- WHAT IS REQUIRED -
Go over the entries and report the lines where the word "submit" occurs.

··· STORED DATA ···

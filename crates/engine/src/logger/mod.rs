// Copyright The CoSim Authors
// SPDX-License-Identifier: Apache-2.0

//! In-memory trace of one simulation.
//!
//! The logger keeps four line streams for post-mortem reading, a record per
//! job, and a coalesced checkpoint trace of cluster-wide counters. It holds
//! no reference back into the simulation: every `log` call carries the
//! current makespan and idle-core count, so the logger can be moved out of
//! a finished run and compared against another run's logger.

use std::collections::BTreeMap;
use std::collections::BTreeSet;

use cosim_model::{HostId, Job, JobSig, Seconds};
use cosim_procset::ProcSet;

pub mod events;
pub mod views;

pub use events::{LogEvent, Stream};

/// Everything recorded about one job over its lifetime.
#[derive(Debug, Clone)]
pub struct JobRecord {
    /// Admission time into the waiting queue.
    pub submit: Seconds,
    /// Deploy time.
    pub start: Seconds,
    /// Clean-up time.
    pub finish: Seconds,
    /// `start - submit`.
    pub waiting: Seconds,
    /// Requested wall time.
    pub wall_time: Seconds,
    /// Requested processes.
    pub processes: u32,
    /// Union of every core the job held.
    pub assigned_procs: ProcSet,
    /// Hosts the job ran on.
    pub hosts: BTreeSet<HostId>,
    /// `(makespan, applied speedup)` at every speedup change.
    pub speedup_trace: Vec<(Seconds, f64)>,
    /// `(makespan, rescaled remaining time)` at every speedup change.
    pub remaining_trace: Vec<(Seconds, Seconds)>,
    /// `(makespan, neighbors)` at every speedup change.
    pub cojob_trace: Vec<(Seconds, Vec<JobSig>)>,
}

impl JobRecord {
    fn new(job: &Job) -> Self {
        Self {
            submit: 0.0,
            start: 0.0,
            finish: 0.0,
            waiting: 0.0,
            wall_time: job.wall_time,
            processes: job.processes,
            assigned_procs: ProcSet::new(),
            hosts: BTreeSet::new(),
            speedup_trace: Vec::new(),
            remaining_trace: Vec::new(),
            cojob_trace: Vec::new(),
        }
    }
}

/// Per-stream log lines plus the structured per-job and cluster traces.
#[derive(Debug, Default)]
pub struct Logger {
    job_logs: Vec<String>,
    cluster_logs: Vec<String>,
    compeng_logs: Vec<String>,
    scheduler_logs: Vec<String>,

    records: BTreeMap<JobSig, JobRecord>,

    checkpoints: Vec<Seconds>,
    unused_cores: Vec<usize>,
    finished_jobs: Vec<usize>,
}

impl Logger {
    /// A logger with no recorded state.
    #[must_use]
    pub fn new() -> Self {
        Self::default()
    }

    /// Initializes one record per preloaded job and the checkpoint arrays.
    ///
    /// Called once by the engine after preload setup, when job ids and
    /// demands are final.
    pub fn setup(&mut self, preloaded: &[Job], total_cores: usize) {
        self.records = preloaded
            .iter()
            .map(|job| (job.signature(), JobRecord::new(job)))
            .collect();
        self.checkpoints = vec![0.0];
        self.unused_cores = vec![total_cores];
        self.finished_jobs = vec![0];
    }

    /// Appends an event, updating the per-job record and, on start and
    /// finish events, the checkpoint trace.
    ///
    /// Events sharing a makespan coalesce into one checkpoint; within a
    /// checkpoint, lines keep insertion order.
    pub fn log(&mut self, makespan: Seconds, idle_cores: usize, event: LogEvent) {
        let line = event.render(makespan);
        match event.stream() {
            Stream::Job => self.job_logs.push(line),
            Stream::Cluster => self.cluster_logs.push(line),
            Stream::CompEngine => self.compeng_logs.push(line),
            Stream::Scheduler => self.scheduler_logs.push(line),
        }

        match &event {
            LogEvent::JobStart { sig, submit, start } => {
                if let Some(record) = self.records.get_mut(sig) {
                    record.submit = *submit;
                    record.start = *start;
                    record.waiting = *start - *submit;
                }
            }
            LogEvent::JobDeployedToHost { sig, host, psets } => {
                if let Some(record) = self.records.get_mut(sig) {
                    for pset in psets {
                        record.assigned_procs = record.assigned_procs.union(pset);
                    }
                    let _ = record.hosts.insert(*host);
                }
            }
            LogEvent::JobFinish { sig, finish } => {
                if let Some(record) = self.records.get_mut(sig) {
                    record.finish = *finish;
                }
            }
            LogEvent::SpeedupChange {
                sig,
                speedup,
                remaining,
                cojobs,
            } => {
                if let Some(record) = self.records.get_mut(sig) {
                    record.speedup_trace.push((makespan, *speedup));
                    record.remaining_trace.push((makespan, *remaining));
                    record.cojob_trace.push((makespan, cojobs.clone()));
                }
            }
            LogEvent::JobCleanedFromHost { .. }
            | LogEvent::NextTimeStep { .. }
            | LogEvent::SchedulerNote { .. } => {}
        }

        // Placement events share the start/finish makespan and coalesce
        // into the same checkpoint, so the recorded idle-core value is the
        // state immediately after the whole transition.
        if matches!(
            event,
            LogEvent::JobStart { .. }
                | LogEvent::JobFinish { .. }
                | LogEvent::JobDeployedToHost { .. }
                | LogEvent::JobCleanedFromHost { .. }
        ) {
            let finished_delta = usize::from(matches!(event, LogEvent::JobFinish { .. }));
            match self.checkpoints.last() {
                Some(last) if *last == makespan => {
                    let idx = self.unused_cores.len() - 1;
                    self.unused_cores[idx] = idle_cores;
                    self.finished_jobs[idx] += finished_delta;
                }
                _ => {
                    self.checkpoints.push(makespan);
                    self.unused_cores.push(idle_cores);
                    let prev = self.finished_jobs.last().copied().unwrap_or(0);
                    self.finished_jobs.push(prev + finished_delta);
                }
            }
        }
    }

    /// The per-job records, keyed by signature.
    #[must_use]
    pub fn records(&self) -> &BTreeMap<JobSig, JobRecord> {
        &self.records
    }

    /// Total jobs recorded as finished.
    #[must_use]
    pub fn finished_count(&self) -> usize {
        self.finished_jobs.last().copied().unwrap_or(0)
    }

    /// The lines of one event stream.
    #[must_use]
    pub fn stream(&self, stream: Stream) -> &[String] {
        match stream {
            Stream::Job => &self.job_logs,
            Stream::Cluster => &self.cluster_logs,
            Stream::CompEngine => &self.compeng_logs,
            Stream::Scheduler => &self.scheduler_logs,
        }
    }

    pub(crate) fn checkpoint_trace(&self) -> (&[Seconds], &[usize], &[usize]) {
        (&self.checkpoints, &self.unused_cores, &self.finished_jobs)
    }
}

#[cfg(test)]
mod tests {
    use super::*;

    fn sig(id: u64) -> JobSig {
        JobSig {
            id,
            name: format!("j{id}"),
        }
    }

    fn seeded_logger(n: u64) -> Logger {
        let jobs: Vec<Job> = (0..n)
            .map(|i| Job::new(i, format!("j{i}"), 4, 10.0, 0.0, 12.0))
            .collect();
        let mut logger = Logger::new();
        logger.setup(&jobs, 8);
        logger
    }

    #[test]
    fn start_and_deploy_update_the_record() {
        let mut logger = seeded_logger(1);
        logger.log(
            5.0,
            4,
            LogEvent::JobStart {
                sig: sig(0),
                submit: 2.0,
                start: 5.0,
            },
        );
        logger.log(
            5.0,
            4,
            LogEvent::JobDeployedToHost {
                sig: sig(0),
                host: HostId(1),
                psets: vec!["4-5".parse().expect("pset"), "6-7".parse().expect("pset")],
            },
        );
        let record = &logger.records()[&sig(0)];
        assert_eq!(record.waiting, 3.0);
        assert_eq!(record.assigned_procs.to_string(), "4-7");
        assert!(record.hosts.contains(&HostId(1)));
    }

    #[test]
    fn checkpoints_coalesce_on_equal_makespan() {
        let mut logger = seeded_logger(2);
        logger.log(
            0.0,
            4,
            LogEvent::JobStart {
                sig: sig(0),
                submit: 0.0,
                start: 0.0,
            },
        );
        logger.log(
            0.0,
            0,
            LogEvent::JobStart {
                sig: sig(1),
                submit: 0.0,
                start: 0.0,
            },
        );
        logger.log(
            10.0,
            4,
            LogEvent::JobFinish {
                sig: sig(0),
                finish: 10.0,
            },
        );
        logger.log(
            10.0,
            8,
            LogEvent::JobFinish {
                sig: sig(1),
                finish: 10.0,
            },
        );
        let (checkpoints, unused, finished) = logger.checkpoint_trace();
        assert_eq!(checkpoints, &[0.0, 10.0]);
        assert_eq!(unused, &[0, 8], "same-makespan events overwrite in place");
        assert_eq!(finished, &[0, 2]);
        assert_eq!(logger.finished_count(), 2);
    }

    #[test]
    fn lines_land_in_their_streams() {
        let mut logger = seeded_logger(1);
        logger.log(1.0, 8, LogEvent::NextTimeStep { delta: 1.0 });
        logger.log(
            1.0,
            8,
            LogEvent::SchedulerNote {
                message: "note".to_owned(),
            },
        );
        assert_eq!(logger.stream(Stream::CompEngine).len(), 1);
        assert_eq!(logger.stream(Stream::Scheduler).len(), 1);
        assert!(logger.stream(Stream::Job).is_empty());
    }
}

···

- REPLY TO THE EXERCISE -
    pub submit: Seconds,
    /// `start - submit`.
            submit: 0.0,
            LogEvent::JobStart { sig, submit, start } => {
                    record.submit = *submit;
                    record.waiting = *start - *submit;
                submit: 2.0,
                submit: 0.0,
                submit: 0.0,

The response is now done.